De façon très subtile nous avons la description de ce qui semble être un personnage « homosexuel » dans un roman du début du XXème siècle. Nous avons quelques indices de son « orientation » sans pour autant en être certain. Nous comprenons qu'il n'a pas de rapports intimes avec la prostituée proche de l'école, bien qu'il la fréquente. Il est celui qui, tout en étant victime, montre le plus d'audace envers son camarade et qui joue un rôle non négligeable dans son désarroi. Il est une victime de harcèlement scolaire et de l'hypocrisie des autres camarades sans que jamais son « orientation » en soit ouvertement la cause.
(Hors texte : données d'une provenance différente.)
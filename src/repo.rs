use async_trait::async_trait;

use crate::cursor::{Page, PageRequest, Sort};
use crate::models::*;

#[derive(thiserror::Error, Debug)]
pub enum RepoError {
    #[error("not found")] NotFound,
    #[error("forbidden")] Forbidden,
    #[error("invalid cursor")] InvalidCursor,
    #[error("conflict")] Conflict,
    #[error("internal: {0}")] Internal(String),
}

pub type RepoResult<T> = Result<T, RepoError>;

/// Listing filters for posts on top of the page request.
#[derive(Debug, Clone)]
pub struct PostQuery {
    pub page: PageRequest,
    /// Case-insensitive literal substring of title or description.
    pub search: Option<String>,
    /// Match posts carrying any of these tags.
    pub tags: Vec<String>,
}

impl PostQuery {
    pub fn new(page: PageRequest) -> Self {
        Self { page, search: None, tags: Vec::new() }
    }
}

#[async_trait]
pub trait PostRepo: Send + Sync {
    async fn list_posts(&self, query: PostQuery) -> RepoResult<Page<PostSummary>>;
    async fn get_post(&self, id: Id) -> RepoResult<Post>;
    async fn get_post_by_slug(&self, slug: &str) -> RepoResult<Post>;
    async fn create_post(&self, author_id: Id, new: NewPost) -> RepoResult<Post>;
    async fn update_post(&self, id: Id, upd: UpdatePost) -> RepoResult<Post>;
    /// Removes the post with every comment, reply and like under it. Requires an elevated role.
    async fn delete_post(&self, id: Id, actor: &Actor) -> RepoResult<()>;
}

#[async_trait]
pub trait CommentRepo: Send + Sync {
    async fn list_comments(&self, post_id: Id, page: PageRequest) -> RepoResult<Page<Comment>>;
    async fn get_comment(&self, post_id: Id, comment_id: Id) -> RepoResult<Comment>;
    /// Inserts the comment and bumps `post.comments` in one transaction.
    async fn create_comment(&self, post_id: Id, author_id: Id, body: String) -> RepoResult<Comment>;
    /// Author-only body edit.
    async fn update_comment(&self, post_id: Id, comment_id: Id, actor: &Actor, body: String) -> RepoResult<Comment>;
    /// Removes the comment, its replies and all likes on either, and lowers
    /// `post.comments` by one plus the number of replies removed.
    async fn delete_comment(&self, post_id: Id, comment_id: Id, actor: &Actor) -> RepoResult<()>;
}

#[async_trait]
pub trait ReplyRepo: Send + Sync {
    async fn list_replies(&self, post_id: Id, comment_id: Id, page: PageRequest) -> RepoResult<Page<Reply>>;
    async fn get_reply(&self, post_id: Id, comment_id: Id, reply_id: Id) -> RepoResult<Reply>;
    /// Inserts the reply and bumps both `comment.replies` and `post.comments`.
    async fn create_reply(&self, post_id: Id, comment_id: Id, author_id: Id, new: NewReply) -> RepoResult<Reply>;
    async fn update_reply(&self, post_id: Id, comment_id: Id, reply_id: Id, actor: &Actor, body: String) -> RepoResult<Reply>;
    async fn delete_reply(&self, post_id: Id, comment_id: Id, reply_id: Id, actor: &Actor) -> RepoResult<()>;
}

#[async_trait]
pub trait LikeRepo: Send + Sync {
    /// Records the like and increments the target's counter; a repeat is a no-op.
    async fn like(&self, user_id: Id, target: LikeTarget) -> RepoResult<ReactionStatus>;
    /// Drops the like and decrements the target's counter; a repeat is a no-op.
    async fn unlike(&self, user_id: Id, target: LikeTarget) -> RepoResult<ReactionStatus>;
    async fn like_status(&self, user_id: Id, target: LikeTarget) -> RepoResult<bool>;
}

#[async_trait]
pub trait UserRepo: Send + Sync {
    async fn create_user(&self, new: NewUser) -> RepoResult<User>;
    async fn get_user(&self, id: Id) -> RepoResult<User>;
    async fn find_user_by_username(&self, username: &str) -> RepoResult<User>;
    /// Users holding `role`, newest or oldest first. `Sort::Top` lists like `Latest`.
    async fn list_users(&self, role: Role, page: PageRequest) -> RepoResult<Page<UserSummary>>;
    /// Profile edit by the owner or an admin. A taken username is `Conflict`.
    async fn update_user(&self, username: &str, actor: &Actor, upd: UpdateUser) -> RepoResult<User>;
    async fn change_role(&self, username: &str, role: Role) -> RepoResult<RoleChange>;
    /// Removes the account and every like it cast, lowering the liked
    /// counters. Authored posts, comments and replies stay. Succeeds when the
    /// user is already gone.
    async fn delete_user(&self, username: &str, actor: &Actor) -> RepoResult<()>;
}

/// User listings have no like ranking.
pub(crate) fn user_page(page: PageRequest) -> PageRequest {
    match page.sort {
        Sort::Top => page.with_sort(Sort::Latest),
        _ => page,
    }
}

pub trait Repo: PostRepo + CommentRepo + ReplyRepo + LikeRepo + UserRepo {}

impl<T> Repo for T where T: PostRepo + CommentRepo + ReplyRepo + LikeRepo + UserRepo {}

#[cfg(feature = "inmem-store")]
pub mod inmem;

#[cfg(feature = "postgres-store")]
pub mod pg;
Officiellement c'est parce qu'il est endetté et qu'il a menti, mais on ne peut s'empêcher de penser que la potentielle homosexualité du personnage n'est pas étrangère au fait qu'il soit choisi par ses deux tortionnaires pour leurs « expérimentations », d'ailleurs, qu'en pensez-vous ? (Je mets des guillemets à dessein car les termes « homosexuel » et « orientation » sont quelque peu sinon anachroniques à tout le moins incertains).
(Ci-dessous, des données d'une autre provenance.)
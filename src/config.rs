use std::env;
use std::net::SocketAddr;
use std::path::PathBuf;

use anyhow::{bail, Context};

const MIN_SECRET_LEN: usize = 32;

/// Process configuration read from the environment.
#[derive(Debug, Clone)]
pub struct Settings {
    pub bind: SocketAddr,
    pub database_url: Option<String>,
    pub db_max_connections: u32,
    /// Snapshot directory for the in-memory store; `None` keeps it ephemeral.
    pub data_dir: Option<PathBuf>,
    pub frontend_url: String,
    pub enable_hsts: bool,
    pub swagger: bool,
}

fn flag(name: &str, default: bool) -> bool {
    match env::var(name) {
        Ok(v) => v == "1" || v.eq_ignore_ascii_case("true") || v.eq_ignore_ascii_case("yes"),
        Err(_) => default,
    }
}

fn non_empty(name: &str) -> Option<String> {
    env::var(name).ok().map(|v| v.trim().to_string()).filter(|v| !v.is_empty())
}

impl Settings {
    pub fn from_env() -> anyhow::Result<Self> {
        let secret = env::var("JWT_SECRET").context("JWT_SECRET must be set")?;
        if secret.len() < MIN_SECRET_LEN {
            bail!("JWT_SECRET must be at least {MIN_SECRET_LEN} characters long");
        }

        let bind = non_empty("QUILL_BIND")
            .unwrap_or_else(|| "0.0.0.0:8080".to_string())
            .parse()
            .context("QUILL_BIND is not a socket address")?;
        let db_max_connections = match non_empty("QUILL_DB_MAX_CONNECTIONS") {
            Some(v) => v.parse().context("QUILL_DB_MAX_CONNECTIONS must be a positive integer")?,
            None => 5,
        };

        Ok(Self {
            bind,
            database_url: non_empty("DATABASE_URL"),
            db_max_connections,
            data_dir: non_empty("QUILL_DATA_DIR").map(PathBuf::from),
            frontend_url: non_empty("FRONTEND_URL").unwrap_or_else(|| "http://localhost:5173".to_string()),
            enable_hsts: flag("ENABLE_HSTS", false),
            swagger: flag("QUILL_SWAGGER", true),
        })
    }
}

#[cfg(test)]
mod tests {
    use super::*;

    // Env is process-global; keep everything touching it in one test.
    #[test]
    fn reads_environment() {
        env::remove_var("JWT_SECRET");
        assert!(Settings::from_env().is_err());

        env::set_var("JWT_SECRET", "short");
        assert!(Settings::from_env().is_err());

        env::set_var("JWT_SECRET", "test-secret-must-be-32-bytes-long!!");
        env::set_var("QUILL_BIND", "127.0.0.1:9999");
        env::set_var("QUILL_SWAGGER", "false");
        env::remove_var("QUILL_DATA_DIR");
        let s = Settings::from_env().unwrap();
        assert_eq!(s.bind.port(), 9999);
        assert!(!s.swagger);
        assert!(s.data_dir.is_none());
        assert_eq!(s.db_max_connections, 5);

        env::set_var("QUILL_BIND", "not an address");
        assert!(Settings::from_env().is_err());
        env::remove_var("QUILL_BIND");
        env::remove_var("QUILL_SWAGGER");
    }
}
Musil ne cache pas que le thème de l'homosexualité fait partie du livre. Néanmoins c'est un livre de son époque, et par conséquent d'une grande pudeur, tout en suggestion, qui s'attache davantage à ce que peut produire en terme émotionnel et dans sa tentative de rationalisation la découverte d'un désir homosexuel, qu'aux images et fantasmes eux-mêmes.
C'est aussi un roman d'une grande incertitude, on ne sait pas ce qui pourrait ou non se passer, c'est en ce sens peut être qu'il contient une dimension érotique. Mais l'érotisme n'est pas gratuit. Il n'est qu'au service du désarroi, ce n'est pas le charnel qui est décrit, c'est l'état d'esprit qui anime les personnages dans ces moments-là :“selon que cet ébranlement était plus ou moins violent, faiblissaient ou s'intensifiaient les poussées de sensualité […] Quand dans ces moments-là, mi-consentant, mi-désespéré, il s'abandonnait à leurs suggestions, il ne se distinguait point du commun des hommes qui ne se sont jamais portés à une sensualité plus folle, plus orgiaque, plus voluptueusement lacérante qu'à la suite d'un échec qui a menacé l'équilibre de leur assurance intérieure.”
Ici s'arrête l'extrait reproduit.